But when there is no cessation of the grasping of the senses, when sensations of need are becoming a source of greed (vedanā-paccayā taṇhā), then this greed for becoming becomes the basis for holding (taṇhā-paccayā upādānaṁ), the holding on to the “I”-concept which wants to continue, which in fact must continue in ignorance, if it is not made to cease in understanding. Then the present effects become the conditions for rebirth (upādāna-paccayā bhavo), and the cycle of the wheel of Saṁsāra will roll on again and again. For, on this desire for becoming is dependent the new thought, the new life, the future succeeding the present, to-morrow, next life (bhava-paccayā jāti).
A short run over these twelve factors, each one conditioning the next step, may be helpful in obtaining a complete glance at their inter-dependence in arising and ceasing, and of the totality of the process of evolution.

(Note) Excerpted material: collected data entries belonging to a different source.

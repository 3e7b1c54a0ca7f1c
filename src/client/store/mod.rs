//! # Durable Local Store
//!
//! Crash-durable, indexed SQLite storage backing the offline experience:
//! cached messages, cached conversation metadata, the pending-outbound
//! queue, and a flat key/value area for session data.
//!
//! ## Architecture
//!
//! The store mirrors the shapes the server hands us while adding the
//! columns the sync engine needs (delivery status, retry bookkeeping):
//! - `messages.rs`: message cache, indexed by conversation
//! - `conversations.rs`: conversation snapshots, indexed by participant
//! - `queue.rs`: pending-outbound entries, indexed by conversation and
//!   creation time
//! - `session.rs`: flat key/value session data
//!
//! ## Failure Semantics
//!
//! Every operation returns `SyncError::StorageUnavailable` when the
//! underlying medium fails. Callers degrade to online-only operation
//! rather than surfacing storage problems to the user.
//!
//! ## Usage
//!
//! ```rust,no_run
//! use safespace::client::store::LocalStore;
//!
//! # async fn example() -> Result<(), safespace::shared::error::SyncError> {
//! let store = LocalStore::open_default().await?;
//! let messages = store.conversation_messages(&uuid::Uuid::new_v4()).await?;
//! # Ok(())
//! # }
//! ```

pub mod conversations;
pub mod messages;
pub mod queue;
pub mod session;

pub use queue::PendingMessage;

use crate::shared::error::SyncError;
use sqlx::sqlite::{SqliteConnectOptions, SqliteJournalMode, SqlitePool, SqliteSynchronous};
use std::path::{Path, PathBuf};

/// Result type for local store operations
pub type Result<T> = std::result::Result<T, SyncError>;

/// Schema version expected by this build; migrations are additive only.
const SCHEMA_VERSION: i64 = 1;

/// Local store connection manager
///
/// Manages the SQLite connection pool and provides the indexed collection
/// operations used by the sync engine.
#[derive(Debug)]
pub struct LocalStore {
    pool: SqlitePool,
}

impl LocalStore {
    /// Open or create the store at an explicit path.
    ///
    /// Creates the database file if it doesn't exist and initializes the
    /// schema. Uses WAL mode for better concurrency.
    pub async fn open(path: impl AsRef<Path>) -> Result<Self> {
        if let Some(parent) = path.as_ref().parent() {
            if !parent.as_os_str().is_empty() {
                std::fs::create_dir_all(parent).map_err(|e| SyncError::storage(e.to_string()))?;
            }
        }

        let options = SqliteConnectOptions::new()
            .filename(path.as_ref())
            .create_if_missing(true)
            .journal_mode(SqliteJournalMode::Wal)
            .synchronous(SqliteSynchronous::Normal)
            .foreign_keys(true)
            .pragma("cache_size", "1000")
            .pragma("temp_store", "MEMORY");

        let pool = SqlitePool::connect_with(options).await?;

        let store = Self { pool };
        store.init_schema().await?;
        Ok(store)
    }

    /// Open the store at the platform default location
    pub async fn open_default() -> Result<Self> {
        Self::open(Self::default_path()).await
    }

    /// Platform-specific default path for the cache database
    pub fn default_path() -> PathBuf {
        let mut path = dirs::data_dir().unwrap_or_else(std::env::temp_dir);
        path.push("safespace");
        path.push("offline.db");
        path
    }

    /// Initialize database schema
    ///
    /// Creates all tables and indexes, then records the schema version.
    /// Everything in `schema.sql` is `IF NOT EXISTS`, so re-opening an
    /// existing database only adds what is missing.
    async fn init_schema(&self) -> Result<()> {
        for statement in include_str!("schema.sql").split(';') {
            let statement = statement.trim();
            if statement.is_empty() {
                continue;
            }
            sqlx::query(statement).execute(&self.pool).await?;
        }
        self.run_migrations().await?;
        Ok(())
    }

    /// Run database migrations
    ///
    /// Checks the recorded schema version and applies anything newer. New
    /// migrations may only add tables and indexes - destructive changes
    /// would throw away queued un-synced user data.
    async fn run_migrations(&self) -> Result<()> {
        sqlx::query(
            "CREATE TABLE IF NOT EXISTS schema_migrations (
                version INTEGER PRIMARY KEY,
                applied_at TEXT NOT NULL
            )",
        )
        .execute(&self.pool)
        .await?;

        let current: (i64,) =
            sqlx::query_as("SELECT COALESCE(MAX(version), 0) FROM schema_migrations")
                .fetch_one(&self.pool)
                .await?;

        if current.0 < SCHEMA_VERSION {
            sqlx::query("INSERT INTO schema_migrations (version, applied_at) VALUES (?, ?)")
                .bind(SCHEMA_VERSION)
                .bind(chrono::Utc::now().to_rfc3339())
                .execute(&self.pool)
                .await?;
        }

        Ok(())
    }

    /// Get connection pool reference
    pub fn pool(&self) -> &SqlitePool {
        &self.pool
    }

    /// Get store statistics (badge counts, debugging)
    pub async fn stats(&self) -> Result<StoreStats> {
        let messages: (i64,) = sqlx::query_as("SELECT COUNT(*) FROM messages")
            .fetch_one(&self.pool)
            .await?;
        let conversations: (i64,) = sqlx::query_as("SELECT COUNT(*) FROM conversations")
            .fetch_one(&self.pool)
            .await?;
        let pending: (i64,) = sqlx::query_as("SELECT COUNT(*) FROM pending_messages")
            .fetch_one(&self.pool)
            .await?;

        Ok(StoreStats {
            message_count: messages.0 as u64,
            conversation_count: conversations.0 as u64,
            pending_count: pending.0 as u64,
        })
    }

    /// Wipe every collection (logout / account switch)
    pub async fn clear_all(&self) -> Result<()> {
        let mut tx = self.pool.begin().await?;
        sqlx::query("DELETE FROM messages").execute(&mut *tx).await?;
        sqlx::query("DELETE FROM conversations")
            .execute(&mut *tx)
            .await?;
        sqlx::query("DELETE FROM pending_messages")
            .execute(&mut *tx)
            .await?;
        sqlx::query("DELETE FROM session_data")
            .execute(&mut *tx)
            .await?;
        tx.commit().await?;
        Ok(())
    }
}

/// Store statistics
#[derive(Debug, Clone)]
pub struct StoreStats {
    /// Cached messages
    pub message_count: u64,
    /// Cached conversation snapshots
    pub conversation_count: u64,
    /// Queued outbound messages
    pub pending_count: u64,
}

Avijja (ignorance) is the fundamental ignorance as found in universal energy, in repulsion and attraction, giving the illusion of substance in existence.
Saṅkhāra (formations) is the evolutional and blind will to exist, with its striving for survival as a group.
Viññāṇa (consciousness) is the reproductive energy to survive as an individual in its most primitive form.
Nāma-rūpa (mind-matter) is the functional need of formation, when energy becomes organised.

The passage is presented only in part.